[DESCRIPTION OF THE TASK]
If a line in the records below contains the word "ClampEffect", copy it.

[Stored items]
-*-
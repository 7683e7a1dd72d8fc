//! Real-time rack engine driving interleaved audio buffers
//!
//! This module provides the RackEngine which sits inside an audio callback:
//! one parameter sync per callback, then per frame a mono sample runs through
//! the rack, is fanned out to every channel, and is mirrored into the input
//! and output scopes.

use std::sync::Arc;
use tracing::{debug, info};

use fxrack_core::domain::config::AppConfig;
use fxrack_core::domain::error::Result;
use fxrack_core::domain::rack::Rack;
use fxrack_core::domain::store::ParameterStore;

use super::{LoopPlayer, ScopeBuffer};

/// Audio engine wrapping a bound rack
pub struct RackEngine {
    rack: Rack,
    channels: usize,
    block_size: usize,
    source: Option<LoopPlayer>,
    input_scope: Arc<ScopeBuffer>,
    output_scope: Arc<ScopeBuffer>,
    frames_processed: u64,
}

impl RackEngine {
    /// Create a new engine for `rack` with the given settings
    ///
    /// Fails with a configuration error when the settings cannot drive an
    /// audio callback (zero channels, zero scope capacity, ...).
    pub fn new(rack: Rack, config: &AppConfig) -> Result<Self> {
        config.validate()?;

        info!(
            sample_rate = config.sample_rate,
            block_size = config.block_size,
            channels = config.channels,
            effects = rack.chain().len(),
            "Rack engine created"
        );

        Ok(Self {
            rack,
            channels: config.channels,
            block_size: config.block_size,
            source: None,
            input_scope: Arc::new(ScopeBuffer::with_capacity(config.scope_capacity)),
            output_scope: Arc::new(ScopeBuffer::with_capacity(config.scope_capacity)),
            frames_processed: 0,
        })
    }

    /// Feed the rack from a looping source instead of the buffer's input
    pub fn set_source(&mut self, source: Option<LoopPlayer>) {
        debug!(looped = source.is_some(), "Engine input source changed");
        self.source = source;
    }

    /// Process one callback's worth of interleaved frames in place
    ///
    /// A trailing partial frame is left untouched.
    pub fn process_interleaved(&mut self, buffer: &mut [f32]) {
        debug_assert_eq!(buffer.len() % self.channels, 0);

        self.rack.sync_parameters();

        for frame in buffer.chunks_exact_mut(self.channels) {
            let input = match self.source.as_mut() {
                Some(source) => source.next_sample(),
                None => frame[0],
            };
            self.input_scope.push_sample(input);

            let output = self.rack.process_sample(input);
            frame.fill(output);

            self.output_scope.push_sample(output);
        }

        self.frames_processed += (buffer.len() / self.channels) as u64;
    }

    /// Buffer length (in samples) of one block at the configured size
    pub fn block_len(&self) -> usize {
        self.block_size * self.channels
    }

    pub fn channels(&self) -> usize {
        self.channels
    }

    pub fn block_size(&self) -> usize {
        self.block_size
    }

    pub fn frames_processed(&self) -> u64 {
        self.frames_processed
    }

    /// Pre-chain signal, for a render thread
    pub fn input_scope(&self) -> Arc<ScopeBuffer> {
        Arc::clone(&self.input_scope)
    }

    /// Post-chain signal, for a render thread
    pub fn output_scope(&self) -> Arc<ScopeBuffer> {
        Arc::clone(&self.output_scope)
    }

    /// Shared parameter store for control surfaces
    pub fn store(&self) -> &Arc<ParameterStore> {
        self.rack.store()
    }

    pub fn rack(&self) -> &Rack {
        &self.rack
    }

    /// Clear effect state, scopes and the loop playhead
    pub fn reset(&mut self) {
        self.rack.reset();
        self.input_scope.clear();
        self.output_scope.clear();
        if let Some(source) = self.source.as_mut() {
            source.rewind();
        }
        self.frames_processed = 0;
    }
}

#[cfg(test)]
mod tests {
    use super::*;
    use fxrack_core::domain::dsp::{ClampEffect, GainEffect};
    use fxrack_core::domain::effect::Effect;
    use fxrack_core::domain::error::RackError;
    use fxrack_core::domain::parameter::{
        Parameter, ParameterBundle, ParameterStack, ParameterValue,
    };

    static GAIN: [Parameter; 2] = [
        Parameter::boolean("gainToggle", true),
        Parameter::float("gain", 0.0, 2.0, 2.0),
    ];
    static CLAMP: [Parameter; 2] = [
        Parameter::boolean("clampToggle", true),
        Parameter::float("clampCeiling", 0.0, 4.0, 1.0),
    ];

    fn rack() -> Rack {
        let gain = ParameterBundle::new("gain", &GAIN);
        let clamp = ParameterBundle::new("clamp", &CLAMP);
        Rack::build(&ParameterStack::new([&gain, &clamp]), |bundle| {
            let effect: Box<dyn Effect> = match bundle.name() {
                "gain" => Box::new(GainEffect::new()),
                _ => Box::new(ClampEffect::new()),
            };
            Ok(effect)
        })
        .unwrap()
    }

    fn config(channels: usize) -> AppConfig {
        AppConfig {
            channels,
            scope_capacity: 8,
            ..AppConfig::default()
        }
    }

    #[test]
    fn test_engine_rejects_bad_settings() {
        let err = RackEngine::new(rack(), &config(0)).err().unwrap();
        assert!(matches!(err, RackError::InvalidConfiguration(_)));
    }

    #[test]
    fn test_engine_fans_out_first_channel() {
        let mut engine = RackEngine::new(rack(), &config(2)).unwrap();

        // Second channel is ignored on input
        let mut buffer = vec![0.25, 9.0, 0.75, -9.0];
        engine.process_interleaved(&mut buffer);

        assert_eq!(buffer, vec![0.5, 0.5, 1.0, 1.0]);
        assert_eq!(engine.frames_processed(), 2);
    }

    #[test]
    fn test_engine_feeds_scopes() {
        let mut engine = RackEngine::new(rack(), &config(1)).unwrap();
        let input_scope = engine.input_scope();
        let output_scope = engine.output_scope();

        let mut buffer = vec![0.1, 0.3, 0.8];
        engine.process_interleaved(&mut buffer);

        assert_eq!(input_scope.snapshot(), vec![0.1, 0.3, 0.8]);
        assert_eq!(output_scope.snapshot(), vec![0.2, 0.6, 1.0]);
    }

    #[test]
    fn test_engine_syncs_once_per_callback() {
        let mut engine = RackEngine::new(rack(), &config(1)).unwrap();
        let store = Arc::clone(engine.store());

        let mut first = vec![0.25; 4];
        engine.process_interleaved(&mut first);

        store.set("gain", ParameterValue::Float(1.0)).unwrap();
        let mut second = vec![0.25; 4];
        engine.process_interleaved(&mut second);

        assert_eq!(first, vec![0.5; 4]);
        assert_eq!(second, vec![0.25; 4]);
    }

    #[test]
    fn test_engine_loop_source_replaces_input() {
        let mut engine = RackEngine::new(rack(), &config(2)).unwrap();
        engine.set_source(Some(LoopPlayer::new(vec![0.1, 0.2]).unwrap()));

        let mut buffer = vec![0.0; 6];
        engine.process_interleaved(&mut buffer);

        assert_eq!(engine.input_scope().snapshot(), vec![0.1, 0.2, 0.1]);
        assert_eq!(buffer[0], 0.2);
        assert_eq!(buffer[3], 0.4);

        engine.reset();
        assert!(engine.input_scope().is_empty());
        assert_eq!(engine.frames_processed(), 0);
    }
}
-*-
[OUTPUT]
    use fxrack_core::domain::dsp::{ClampEffect, GainEffect};
                _ => Box::new(ClampEffect::new()),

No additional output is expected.